Add to that the wholesale slaughter brought on by the military-industrial complex and perpetual war and you begin to see numbers that sound a whole lot like genocide.

You may suggest that all of this cannot be laid upon ALEC. But ALEC, along with the Federalist Society, the U.S. Chamber of Commerce, Fox 'News'/right-wing radio/right-wing think tanks, are simply tools through which a tiny group of radical, right-wing billionaires seek to eradicate constitutional democracy, the rule of law and the legal safeguards, like the EPA, which are designed to prevent the very environmental catastrophe that may be the result of their plutocratic manipulations.

Canning may be accurate in the startling assertions he offers above, though I'd still argue that the opposition to ALEC is built on strong, but ideology disagreement (in as much as opposing genocide must now be seen as ideological in today's grotesquely perverted political environment.)
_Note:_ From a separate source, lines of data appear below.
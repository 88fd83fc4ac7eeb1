use anyhow::anyhow;
use chrono::{DateTime, Duration, Utc};
use serde::{Deserialize, Deserializer, Serialize};
use std::collections::{BTreeMap, HashMap};
use std::str::FromStr;

/// Immutable parameter vector evaluated by the optimizer. BTreeMap keeps
/// iteration order stable so gene ordering and cache keys are deterministic.
pub type ParameterSet = BTreeMap<String, f64>;

pub const MAX_OPTIMIZATION_HISTORY: usize = 100;

#[derive(Debug, Clone, Copy, PartialEq, Eq, Hash, Serialize, Deserialize)]
pub enum Interval {
    M1,
    M5,
    M15,
    H1,
    D1,
}

impl Interval {
    pub fn as_str(&self) -> &'static str {
        match self {
            Interval::M1 => "1m",
            Interval::M5 => "5m",
            Interval::M15 => "15m",
            Interval::H1 => "1h",
            Interval::D1 => "1d",
        }
    }

    pub fn duration(&self) -> Duration {
        match self {
            Interval::M1 => Duration::minutes(1),
            Interval::M5 => Duration::minutes(5),
            Interval::M15 => Duration::minutes(15),
            Interval::H1 => Duration::hours(1),
            Interval::D1 => Duration::days(1),
        }
    }
}

impl FromStr for Interval {
    type Err = anyhow::Error;

    fn from_str(s: &str) -> Result<Self, Self::Err> {
        match s.trim().to_ascii_lowercase().as_str() {
            "1m" => Ok(Interval::M1),
            "5m" => Ok(Interval::M5),
            "15m" => Ok(Interval::M15),
            "1h" => Ok(Interval::H1),
            "1d" | "1day" => Ok(Interval::D1),
            other => Err(anyhow!("Unknown interval '{}'", other)),
        }
    }
}

#[derive(Debug, Clone, Serialize, Deserialize)]
#[serde(rename_all = "camelCase")]
pub struct Bar {
    pub symbol: String,
    pub open_time: DateTime<Utc>,
    pub close_time: DateTime<Utc>,
    pub open: f64,
    pub high: f64,
    pub low: f64,
    pub close: f64,
    pub volume: f64,
    pub interval: Interval,
}

impl Bar {
    /// OHLC sanity: high caps the range, low floors it.
    pub fn is_well_formed(&self) -> bool {
        self.high >= self.low
            && self.high >= self.open.max(self.close)
            && self.low <= self.open.min(self.close)
            && self.open.is_finite()
            && self.high.is_finite()
            && self.low.is_finite()
            && self.close.is_finite()
    }
}

#[derive(Debug, Clone, Serialize, Deserialize)]
#[serde(rename_all = "camelCase")]
pub struct Ticker {
    pub symbol: String,
    pub price: f64,
    pub change_24h: f64,
    pub volume_24h: f64,
    pub timestamp: DateTime<Utc>,
}

#[derive(Debug, Clone, Copy, PartialEq, Eq, Serialize, Deserialize)]
pub enum SignalSide {
    Buy,
    Sell,
}

impl SignalSide {
    pub fn as_str(&self) -> &'static str {
        match self {
            SignalSide::Buy => "buy",
            SignalSide::Sell => "sell",
        }
    }
}

impl FromStr for SignalSide {
    type Err = anyhow::Error;

    fn from_str(s: &str) -> Result<Self, Self::Err> {
        match s.trim().to_ascii_lowercase().as_str() {
            "buy" => Ok(SignalSide::Buy),
            "sell" => Ok(SignalSide::Sell),
            other => Err(anyhow!("Unknown signal side '{}'", other)),
        }
    }
}

#[derive(Debug, Clone, Copy, PartialEq, Eq, Serialize, Deserialize)]
pub enum SignalStrength {
    Strong,
    Moderate,
    Weak,
}

impl SignalStrength {
    pub fn from_confidence(confidence: f64) -> Self {
        if confidence >= 0.8 {
            SignalStrength::Strong
        } else if confidence >= 0.5 {
            SignalStrength::Moderate
        } else {
            SignalStrength::Weak
        }
    }

    pub fn as_str(&self) -> &'static str {
        match self {
            SignalStrength::Strong => "strong",
            SignalStrength::Moderate => "moderate",
            SignalStrength::Weak => "weak",
        }
    }
}

#[derive(Debug, Clone, Serialize, Deserialize)]
#[serde(rename_all = "camelCase")]
pub struct Signal {
    pub id: String,
    pub symbol: String,
    pub side: SignalSide,
    pub price: f64,
    pub quantity: f64,
    pub confidence: f64,
    pub strength: SignalStrength,
    pub reason: String,
    pub strategy: String,
    pub timestamp: DateTime<Utc>,
}

impl Signal {
    #[allow(clippy::too_many_arguments)]
    pub fn new(
        symbol: &str,
        side: SignalSide,
        price: f64,
        quantity: f64,
        confidence: f64,
        reason: String,
        strategy: &str,
        timestamp: DateTime<Utc>,
    ) -> Self {
        let confidence = confidence.clamp(0.0, 1.0);
        Self {
            id: generate_signal_id(strategy, symbol, timestamp),
            symbol: symbol.to_string(),
            side,
            price,
            quantity,
            confidence,
            strength: SignalStrength::from_confidence(confidence),
            reason,
            strategy: strategy.to_string(),
            timestamp,
        }
    }
}

#[derive(Debug, Clone, Copy, PartialEq, Eq, Serialize, Deserialize)]
pub enum OrderType {
    Market,
    Limit,
}

#[derive(Debug, Clone, Copy, PartialEq, Eq, Serialize, Deserialize)]
pub enum OrderStatus {
    Pending,
    Filled,
    Cancelled,
}

impl OrderStatus {
    pub fn as_str(&self) -> &'static str {
        match self {
            OrderStatus::Pending => "pending",
            OrderStatus::Filled => "filled",
            OrderStatus::Cancelled => "cancelled",
        }
    }
}

#[derive(Debug, Clone, Serialize, Deserialize)]
#[serde(rename_all = "camelCase")]
pub struct Order {
    pub id: String,
    pub symbol: String,
    pub side: SignalSide,
    pub order_type: OrderType,
    pub quantity: f64,
    pub limit_price: Option<f64>,
    pub status: OrderStatus,
    pub fill_price: Option<f64>,
    pub fill_time: Option<DateTime<Utc>>,
    pub created_at: DateTime<Utc>,
}

impl Order {
    pub fn from_signal(signal: &Signal, order_type: OrderType, created_at: DateTime<Utc>) -> Self {
        let limit_price = match order_type {
            OrderType::Market => None,
            OrderType::Limit => Some(signal.price),
        };
        Self {
            id: uuid::Uuid::new_v4().to_string(),
            symbol: signal.symbol.clone(),
            side: signal.side,
            order_type,
            quantity: signal.quantity,
            limit_price,
            status: OrderStatus::Pending,
            fill_price: None,
            fill_time: None,
            created_at,
        }
    }
}

/// A completed (or still open) round trip. `exit_time` stays `None` until an
/// opposing fill closes the position slice.
#[derive(Debug, Clone, Serialize, Deserialize)]
#[serde(rename_all = "camelCase")]
pub struct Trade {
    pub id: String,
    pub symbol: String,
    pub entry_time: DateTime<Utc>,
    pub exit_time: Option<DateTime<Utc>>,
    pub entry_price: f64,
    pub exit_price: Option<f64>,
    pub quantity: f64,
    pub pnl: Option<f64>,
    pub pnl_percent: Option<f64>,
    pub commission: f64,
}

impl Trade {
    pub fn is_closed(&self) -> bool {
        self.exit_time.is_some()
    }
}

#[derive(Debug, Clone, Copy, Serialize, Deserialize)]
#[serde(rename_all = "camelCase")]
pub struct Position {
    pub quantity: f64,
    pub avg_entry_price: f64,
}

#[derive(Debug, Clone)]
pub struct AccountState {
    pub cash: f64,
    pub positions: HashMap<String, Position>,
}

impl AccountState {
    pub fn new(initial_capital: f64) -> Self {
        Self {
            cash: initial_capital,
            positions: HashMap::new(),
        }
    }

    pub fn position_quantity(&self, symbol: &str) -> f64 {
        self.positions.get(symbol).map(|p| p.quantity).unwrap_or(0.0)
    }

    /// Mark-to-market portfolio value against the given close prices. Symbols
    /// without a mark fall back to their average entry price.
    pub fn total_value(&self, marks: &HashMap<String, f64>) -> f64 {
        let positions_value: f64 = self
            .positions
            .iter()
            .map(|(symbol, position)| {
                let mark = marks
                    .get(symbol)
                    .copied()
                    .unwrap_or(position.avg_entry_price);
                position.quantity * mark
            })
            .sum();
        self.cash + positions_value
    }
}

#[derive(Debug, Clone, Copy, Serialize, Deserialize)]
#[serde(rename_all = "camelCase")]
pub struct EquityPoint {
    pub time: DateTime<Utc>,
    pub equity: f64,
    pub drawdown: f64,
}

#[derive(Debug, Clone, Serialize, Deserialize)]
#[serde(rename_all = "camelCase")]
pub struct PerformanceSummary {
    pub total_return: f64,
    pub annualized_return: f64,
    pub volatility: f64,
    pub max_drawdown: f64,
    pub sharpe_ratio: f64,
    pub sortino_ratio: f64,
    pub win_rate: f64,
    /// Infinity marks a profitable run with no losing trades; JSON carries
    /// that sentinel as null.
    #[serde(
        serialize_with = "serialize_profit_factor",
        deserialize_with = "deserialize_profit_factor"
    )]
    pub profit_factor: f64,
    pub average_trade: f64,
    pub total_trades: i32,
    pub winning_trades: i32,
    pub losing_trades: i32,
}

#[derive(Debug, Clone, Serialize, Deserialize)]
#[serde(rename_all = "camelCase")]
pub struct BacktestResult {
    pub id: String,
    pub strategy: String,
    pub symbols: Vec<String>,
    pub start_date: DateTime<Utc>,
    pub end_date: DateTime<Utc>,
    pub initial_capital: f64,
    pub final_equity: f64,
    pub performance: PerformanceSummary,
    pub equity_curve: Vec<EquityPoint>,
    pub trades: Vec<Trade>,
    pub created_at: DateTime<Utc>,
}

#[derive(Debug, Clone, Copy, PartialEq, Eq, Serialize, Deserialize)]
pub enum ParameterKind {
    Integer,
    Float,
    Percent,
}

#[derive(Debug, Clone, Copy, Serialize, Deserialize)]
pub struct ParameterRange {
    pub min: f64,
    pub max: f64,
    pub step: f64,
    pub kind: ParameterKind,
}

impl ParameterRange {
    pub fn width(&self) -> f64 {
        (self.max - self.min).max(f64::EPSILON)
    }

    /// Clamp into [min, max] and snap to the step grid / integer kind.
    pub fn snap(&self, value: f64) -> f64 {
        let clamped = value.clamp(self.min, self.max);
        let snapped = if self.step > 0.0 {
            let steps = ((clamped - self.min) / self.step).round();
            (self.min + steps * self.step).clamp(self.min, self.max)
        } else {
            clamped
        };
        match self.kind {
            ParameterKind::Integer => snapped.round().clamp(self.min, self.max),
            ParameterKind::Float | ParameterKind::Percent => snapped,
        }
    }
}

#[derive(Debug, Clone, Serialize, Deserialize)]
#[serde(rename_all = "camelCase")]
pub struct OptimizationRecord {
    pub timestamp: DateTime<Utc>,
    pub parameters: ParameterSet,
    pub metrics: PerformanceSummary,
    pub algorithm: String,
    pub improvement: f64,
    pub confidence: f64,
}

/// Append a record, pruning the oldest entries beyond the history bound.
pub fn push_optimization_record(history: &mut Vec<OptimizationRecord>, record: OptimizationRecord) {
    history.push(record);
    if history.len() > MAX_OPTIMIZATION_HISTORY {
        let excess = history.len() - MAX_OPTIMIZATION_HISTORY;
        history.drain(0..excess);
    }
}

pub fn generate_signal_id(strategy: &str, symbol: &str, timestamp: DateTime<Utc>) -> String {
    format!("{}_{}_{}", strategy, symbol, timestamp.timestamp_millis())
}

fn serialize_profit_factor<S>(value: &f64, serializer: S) -> Result<S::Ok, S::Error>
where
    S: serde::Serializer,
{
    if value.is_finite() {
        serializer.serialize_some(value)
    } else {
        serializer.serialize_none()
    }
}

fn deserialize_profit_factor<'de, D>(deserializer: D) -> Result<f64, D::Error>
where
    D: Deserializer<'de>,
{
    let value = Option::<f64>::deserialize(deserializer)?;
    Ok(value.unwrap_or(f64::INFINITY))
}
Yes, the intent of ALEC's "model legislation" is clearly abhorrent to most progressives, and likely to most Americans as a whole if they fully knew about it and the costs they pay for it. Yes, ALEC's methods are duplicitous and non-transparent. Yes, ALEC and it's members work to skirt the intent of corporate lobbying laws, even if they follow the letter of it (or claim to.) Yes, ALEC and their corporate sponsors should be targeted by an open and transparent and democratic campaign forcing its corporate sponsors into the light for their participation in such an insidious and malevolent organization.

Ultimately, however, "the problem with ALEC", is our problem. The problem of "we, the people" who have allowed such an organization to hold such sway over our democratic system of self-governance. It is the laws that allow an ALEC to operate as they do, particularly in a twisted post-Citizens United world, that are to blame --- along with the legislators who put the group's corporate interests ahead of their constituents', and the law enforcement and election officials who decline to fully hold the group accountable to existing laws (eg. See the comments from the Tobacco Lobbyist in response to Fang in the video above.)
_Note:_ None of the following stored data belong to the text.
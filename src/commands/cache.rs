use crate::cache::BarCache;
use anyhow::Result;
use std::path::PathBuf;

const DEFAULT_EXPIRY_HOURS: i64 = 24;

pub struct CacheArgs {
    pub dir: PathBuf,
    pub stats: bool,
    pub clear: bool,
}

pub async fn run(args: CacheArgs) -> Result<()> {
    let cache = BarCache::new(args.dir.clone(), DEFAULT_EXPIRY_HOURS)?;

    if args.clear {
        let removed = cache.clear()?;
        println!("Removed {} cache entr{}", removed, if removed == 1 { "y" } else { "ies" });
    }

    if args.stats || !args.clear {
        let stats = cache.stats()?;
        println!("Cache directory: {}", args.dir.display());
        println!("  Entries: {}", stats.entries);
        println!("  Size: {:.1} KiB", stats.total_bytes as f64 / 1024.0);
    }

    Ok(())
}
The "problem with ALEC", ultimately, is a systemic one. Not one with ALEC itself. If ALEC is struck down, another "ALEC" will simply rise in its place, at least until the way this nation "self-governs" itself --- with a government that was originally crafted to be of the people, by the people and for the people --- sees a sea change that puts its citizens first once again, and its fictional business entities back down in the basement of the societal pecking order where they belong: as legal collectives meant to serve the people, rather than dictate, control and even kill them.

What's the problem with ALEC? We are. So the real question continues to be: What are we, the people, going to do about it?